Heat shock protein 90α recruits FLIPS to the death-inducing signaling complex and contributes to TRAIL resistance in human glioma

Heat shock protein 90(HSP90) is a molecular chaperone that contributes to the proper folding and stability of target proteins. Because HSP90 has been suggested to interact with FLIPS, the key regulator of tumor necrosis factor-alpha-related apoptosis-inducing ligand (TRAIL)-induced apoptosis in glioma cells, we examined the role HSP90 alpha played in controlling TRAIL response. HSP90 alpha was found to associate wit FLIPS in resting cells in a manner dependent on the ATP-binding NH2-terminal domain of HSP90 alpha.
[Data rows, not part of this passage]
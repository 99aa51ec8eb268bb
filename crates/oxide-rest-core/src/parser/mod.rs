//! Filter language parser.
//!
//! Turns decoded query parameters into an ordered [`ClauseSet`]. Every key is
//! validated on its own: a malformed directive is dropped and the rest of the
//! query proceeds.
//!
//! # Ordering
//!
//! Directives are applied by ordering number ascending. A key may carry an
//! explicit number (`2:like[name]`); unlabeled keys rank after every explicit
//! number and keep their encounter order among themselves.
//!
//! # Example
//!
//! ```rust
//! use oxide_rest_core::parser::parse;
//! use oxide_rest_core::QueryParams;
//!
//! let clauses = parse(&QueryParams::parse("?2:|like[name]=A%&1:like[name]=B%"));
//! assert_eq!(clauses.where_clause.len(), 2);
//! assert_eq!(clauses.where_clause[0].field(), "name");
//! ```

mod key;

pub use key::KeyToken;

use tracing::debug;

use crate::clause::{ClauseSet, GroupBy, Having, Instruction, OrderBy, SortOrder, Where};
use crate::query::QueryParams;
use crate::value::{Scalar, Value};

/// A directive waiting to be placed in the clause set.
#[derive(Debug)]
enum Directive {
    Where(Where),
    Group(GroupBy, Having),
    Order(OrderBy),
    Limit(u64),
    Offset(u64),
}

/// Parses query parameters into a clause set.
///
/// Never fails: unrecognized or malformed directives are dropped.
#[must_use]
pub fn parse(params: &QueryParams) -> ClauseSet {
    // unlabeled directives rank after every explicit number, in encounter order
    let mut directives: Vec<((bool, u64, usize), Directive)> =
        Vec::with_capacity(params.len());

    for (seq, (key, values)) in params.iter().enumerate() {
        let Some(token) = KeyToken::parse(key) else {
            debug!(key = %key, "Dropping directive: key does not match the filter grammar");
            continue;
        };
        match directive(&token, values) {
            Some(d) => {
                let rank = (token.number.is_none(), token.number.unwrap_or(0), seq);
                directives.push((rank, d));
            }
            None => debug!(key = %key, "Dropping directive: invalid field, arity or value"),
        }
    }

    directives.sort_by_key(|(rank, _)| *rank);

    let mut clauses = ClauseSet::new();
    for (_, d) in directives {
        match d {
            Directive::Where(w) => clauses.where_clause.push(w),
            Directive::Group(g, h) => {
                clauses.group_by.push(g);
                clauses.having.push(h);
            }
            Directive::Order(o) => clauses.order_by.push(o),
            Directive::Limit(n) => clauses = clauses.limit(n),
            Directive::Offset(n) => clauses = clauses.offset(n),
        }
    }
    clauses
}

/// Convenience: decodes a raw query string and parses it.
#[must_use]
pub fn parse_query(raw: &str) -> ClauseSet {
    parse(&QueryParams::parse(raw))
}

/// A non-negative count that fits a signed 64-bit SQL integer.
fn row_count(values: &[String]) -> Option<u64> {
    let n: i64 = values.first()?.parse().ok()?;
    u64::try_from(n).ok()
}

fn directive(token: &KeyToken, values: &[String]) -> Option<Directive> {
    if !token.named {
        return plain(token, values);
    }

    match token.name.to_lowercase().as_str() {
        "group" | "group-by" => {
            let field = token.field()?;
            let value = values
                .iter()
                .find(|v| !v.is_empty())
                .map_or(Scalar::Null, |v| Scalar::Text(v.clone()));
            let having = Having::new(field, value)
                .instruction(Instruction::Group)
                .separator(token.separator)
                .negative(token.negative);
            Some(Directive::Group(GroupBy::new(field), having))
        }
        "sort" | "order" | "order-by" => {
            let field = token.field()?;
            let sort = values.first().map_or(SortOrder::Asc, |v| SortOrder::parse(v));
            Some(Directive::Order(OrderBy::new(field, sort)))
        }
        "limit" => row_count(values).map(Directive::Limit),
        "offset" => row_count(values).map(Directive::Offset),
        name => {
            let instruction = Instruction::from_name(name)?;
            let field = token.field()?;
            let value = match instruction {
                Instruction::Between => match values {
                    [first, .., last] => Value::text_list([first.clone(), last.clone()]),
                    _ => return None,
                },
                Instruction::In if !values.is_empty() => Value::text_list(values.iter().cloned()),
                Instruction::IsNull => Value::Scalar(Scalar::Null),
                Instruction::In | Instruction::Equal | Instruction::Group => return None,
                _ => Value::text(values.first()?.clone()),
            };
            Some(Directive::Where(
                Where::new(field, value)
                    .instruction(instruction)
                    .separator(token.separator)
                    .negative(token.negative),
            ))
        }
    }
}

fn plain(token: &KeyToken, values: &[String]) -> Option<Directive> {
    let first = values.first()?;
    let list = token.subfields.first().is_some_and(String::is_empty);
    let condition = if list {
        Where::in_list(&token.name, values.iter().cloned().map(Scalar::Text).collect())
    } else {
        Where::new(&token.name, Value::text(first.clone()))
    };
    Some(Directive::Where(
        condition
            .separator(token.separator)
            .negative(token.negative),
    ))
}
Following TRAIL exposure, HSP90 alpha. and the client FLIPS protein were recruited to the death-inducing signaling complex (DISC). Short interfering RNA-mediated suppression of HSP90 alpha did not alter the total cellular levels of FLIPs, but rather inhibited the recruitment of FLIPS and other antiapoptotic proteins such as RIP and FLIPL to the DISC, and sensitized otherwise resistant glioma cells to TRAIL-induced apoptosis. These results show that HSP90 alpha, by localizing FLIPS to the DISC, plays a key role in the resistance of tumor cells to TRAIL, and perhaps other proapoptotic agents. The results also define a novel means of apoptotic control by a HSP90 alpha that may in turn help explain the global antiapoptotic effects of this protein.